At Thrubworth, after Erridge’s funeral, Pamela Widmerpool is going to be sick and looks about her:  “She glanced round about, her eyes coming to rest on the two tall oriental vessels, which Lord Huntercomb had disparaged as nineteenth-century copies.  Standing about five foot high, patterned in blue, boats sailed across their surface on calm sheets of water out of which rose houses on stilts, in the distance a range of jagged mountain peaks.  It was a peaceful scene, very different from the emergency in the passage . . . .” [BDFR 90/83]
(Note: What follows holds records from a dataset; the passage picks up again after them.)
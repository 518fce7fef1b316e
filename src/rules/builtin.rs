//! Built-in detection rules
//!
//! Order matters: it is the evaluation order, and therefore the order issues
//! appear in within a single line.

use super::types::{Category, RuleSpec, Severity};

struct BuiltinRule {
    id: &'static str,
    pattern: &'static str,
    category: Category,
    severity: Severity,
    message: &'static str,
    recommendation: &'static str,
}

const BUILTIN_RULES: &[BuiltinRule] = &[
    // Secrets
    BuiltinRule {
        id: "secrets.openai-style-key",
        pattern: r"\bsk-(?:proj-|ant-)?[A-Za-z0-9_-]{20,}",
        category: Category::Secrets,
        severity: Severity::High,
        message: "Hardcoded API secret key (sk-... format)",
        recommendation: "Revoke the key and load it from a secret manager or environment variable",
    },
    BuiltinRule {
        id: "secrets.aws-access-key",
        pattern: r"\b(?:AKIA|ASIA)[0-9A-Z]{16}\b",
        category: Category::Secrets,
        severity: Severity::High,
        message: "AWS access key id",
        recommendation: "Rotate the IAM credentials and use an instance role or credential provider",
    },
    BuiltinRule {
        id: "secrets.github-token",
        pattern: r"\b(?:gh[opsur]_[A-Za-z0-9]{36,}|github_pat_[A-Za-z0-9_]{22,})",
        category: Category::Secrets,
        severity: Severity::High,
        message: "GitHub access token",
        recommendation: "Revoke the token in GitHub settings and inject it at runtime",
    },
    BuiltinRule {
        id: "secrets.slack-token",
        pattern: r"\bxox[abposr]-[A-Za-z0-9-]{10,}",
        category: Category::Secrets,
        severity: Severity::High,
        message: "Slack API token",
        recommendation: "Revoke the token and store it outside the repository",
    },
    BuiltinRule {
        id: "secrets.google-api-key",
        pattern: r"\bAIza[0-9A-Za-z_-]{35}",
        category: Category::Secrets,
        severity: Severity::High,
        message: "Google API key",
        recommendation: "Restrict and regenerate the key; read it from configuration at runtime",
    },
    BuiltinRule {
        id: "secrets.stripe-live-key",
        pattern: r"\b[rs]k_live_[0-9A-Za-z]{24,}",
        category: Category::Secrets,
        severity: Severity::High,
        message: "Stripe live API key",
        recommendation: "Roll the key in the Stripe dashboard and keep it in a vault",
    },
    BuiltinRule {
        id: "secrets.private-key",
        pattern: r"-----BEGIN (?:RSA |EC |DSA |OPENSSH |PGP )?PRIVATE KEY(?: BLOCK)?-----",
        category: Category::Secrets,
        severity: Severity::High,
        message: "Private key material committed to source",
        recommendation: "Remove the key from history and issue a new key pair",
    },
    BuiltinRule {
        id: "secrets.credentials-in-url",
        pattern: r"\b(?:postgres(?:ql)?|mysql|mongodb(?:\+srv)?|redis|amqp)://[^\s:/@]+:[^\s@/]+@",
        category: Category::Secrets,
        severity: Severity::High,
        message: "Connection string with embedded credentials",
        recommendation: "Move credentials into environment configuration",
    },
    BuiltinRule {
        id: "secrets.hardcoded-password",
        pattern: r#"(?i)\b(?:password|passwd|pwd)\s*[:=]\s*["'][^"'\s]{4,}["']"#,
        category: Category::Secrets,
        severity: Severity::Medium,
        message: "Hardcoded password literal",
        recommendation: "Read the password from a secret store or environment variable",
    },
    BuiltinRule {
        id: "secrets.jwt",
        pattern: r"\beyJ[A-Za-z0-9_-]{10,}\.eyJ[A-Za-z0-9_-]{10,}\.[A-Za-z0-9_-]{10,}",
        category: Category::Secrets,
        severity: Severity::Medium,
        message: "JSON Web Token literal",
        recommendation: "Do not commit issued tokens; generate them at runtime",
    },
    // PII
    BuiltinRule {
        id: "pii.us-ssn",
        pattern: r"\b\d{3}-\d{2}-\d{4}\b",
        category: Category::Pii,
        severity: Severity::High,
        message: "Possible US social security number",
        recommendation: "Remove personal data from source and fixtures",
    },
    BuiltinRule {
        id: "pii.credit-card",
        pattern: r"\b(?:4\d{3}|5[1-5]\d{2}|3[47]\d{2}|6011)[ -]?\d{4}[ -]?\d{4}[ -]?\d{1,4}\b",
        category: Category::Pii,
        severity: Severity::High,
        message: "Possible payment card number",
        recommendation: "Use documented test card numbers or tokenized values",
    },
    BuiltinRule {
        id: "pii.email",
        pattern: r"\b[A-Za-z0-9._%+-]+@[A-Za-z0-9.-]+\.[A-Za-z]{2,}\b",
        category: Category::Pii,
        severity: Severity::Low,
        message: "Email address",
        recommendation: "Confirm the address is not personal data; prefer example.com in fixtures",
    },
    BuiltinRule {
        id: "pii.phone-number",
        pattern: r"(?:\+1[ .-]?)?\(?\b\d{3}\)?[ .-]\d{3}[ .-]\d{4}\b",
        category: Category::Pii,
        severity: Severity::Low,
        message: "Possible phone number",
        recommendation: "Replace real phone numbers with placeholders",
    },
    // Insecure constructs
    BuiltinRule {
        id: "insecure.eval",
        pattern: r"\beval\s*\(",
        category: Category::Insecure,
        severity: Severity::High,
        message: "Dynamic code evaluation with eval()",
        recommendation: "Avoid eval; parse data explicitly or use a safe interpreter",
    },
    BuiltinRule {
        id: "insecure.shell-exec",
        pattern: r"\b(?:os\.system|os\.popen|child_process\.exec|execSync)\s*\(|shell\s*=\s*True",
        category: Category::Insecure,
        severity: Severity::High,
        message: "Command execution through a shell",
        recommendation: "Pass argument vectors without a shell and validate inputs",
    },
    BuiltinRule {
        id: "insecure.sql-concatenation",
        pattern: r#"(?i)\b(?:select|insert|update|delete)\b[^;\n]*["']\s*\+\s*[A-Za-z_]"#,
        category: Category::Insecure,
        severity: Severity::Medium,
        message: "SQL statement built by string concatenation",
        recommendation: "Use parameterized queries",
    },
    BuiltinRule {
        id: "insecure.unsafe-deserialization",
        pattern: r"\b(?:pickle\.loads?|yaml\.load|marshal\.loads)\s*\(",
        category: Category::Insecure,
        severity: Severity::Medium,
        message: "Deserialization of untrusted data",
        recommendation: "Use safe loaders such as yaml.safe_load or a schema-validated format",
    },
    BuiltinRule {
        id: "insecure.inner-html",
        pattern: r"\.innerHTML\s*=|dangerouslySetInnerHTML",
        category: Category::Insecure,
        severity: Severity::Medium,
        message: "Raw HTML injection sink",
        recommendation: "Render text content or sanitize HTML before insertion",
    },
    BuiltinRule {
        id: "insecure.tls-verification-disabled",
        pattern: r"\bverify\s*=\s*False\b|rejectUnauthorized\s*:\s*false|InsecureSkipVerify\s*:\s*true",
        category: Category::Insecure,
        severity: Severity::Medium,
        message: "TLS certificate verification disabled",
        recommendation: "Keep certificate verification on; trust a custom CA if needed",
    },
    BuiltinRule {
        id: "insecure.weak-hash",
        pattern: r"\b(?:hashlib\.)?(?:md5|sha1)\s*\(",
        category: Category::Insecure,
        severity: Severity::Low,
        message: "Weak hash function",
        recommendation: "Use SHA-256 or a dedicated password hash such as argon2",
    },
    BuiltinRule {
        id: "insecure.debug-enabled",
        pattern: r"\bDEBUG\s*=\s*(?:True|true|1)\b",
        category: Category::Insecure,
        severity: Severity::Low,
        message: "Debug mode enabled in configuration",
        recommendation: "Drive debug mode from environment configuration, off by default",
    },
    // Review markers
    BuiltinRule {
        id: "review.todo-marker",
        pattern: r"\b(?:TODO|FIXME|HACK|XXX)\b",
        category: Category::Review,
        severity: Severity::Low,
        message: "Review marker left in code",
        recommendation: "Track the follow-up in the issue tracker",
    },
    BuiltinRule {
        id: "review.security-suppression",
        pattern: r"(?i)#\s*nosec\b|//\s*nolint:gosec|@SuppressWarnings\(.security",
        category: Category::Review,
        severity: Severity::Low,
        message: "Security check suppressed inline",
        recommendation: "Confirm the suppression is justified and documented",
    },
];

/// Built-in rule definitions in evaluation order
pub fn builtin_rule_specs() -> Vec<RuleSpec> {
    BUILTIN_RULES
        .iter()
        .map(|rule| RuleSpec {
            id: rule.id.to_string(),
            pattern: rule.pattern.to_string(),
            category: rule.category,
            severity: rule.severity,
            message: rule.message.to_string(),
            recommendation: rule.recommendation.to_string(),
        })
        .collect()
}

/// Default path globs whose files are exempt from the `secrets` category
pub fn default_secret_store_globs() -> Vec<String> {
    [".env", ".env.*", "*.env", ".envrc"]
        .iter()
        .map(|s| s.to_string())
        .collect()
}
We cannot know the true identity or provenance of these ill-fated vessels, one of which is to become the victim of Pamela’s malevolent malaise, but their type is not hard to imagine.  Since the sixteenth century, the refinement of Chinese porcelain was prized by European collectors and its popularity stimulated the production of decorative styles in China meant for export to Europe.  Among these was the blue and white pictorial style made with hand-painted cobalt oxide pigments in floral/geometric patterns and landscape motifs of the sort Nick describes at Thrubworth.  By the eighteenth century these Chinese exports were so valued by Europeans that several European imitations were introduced, most notably Meissen, Delft and Worcester.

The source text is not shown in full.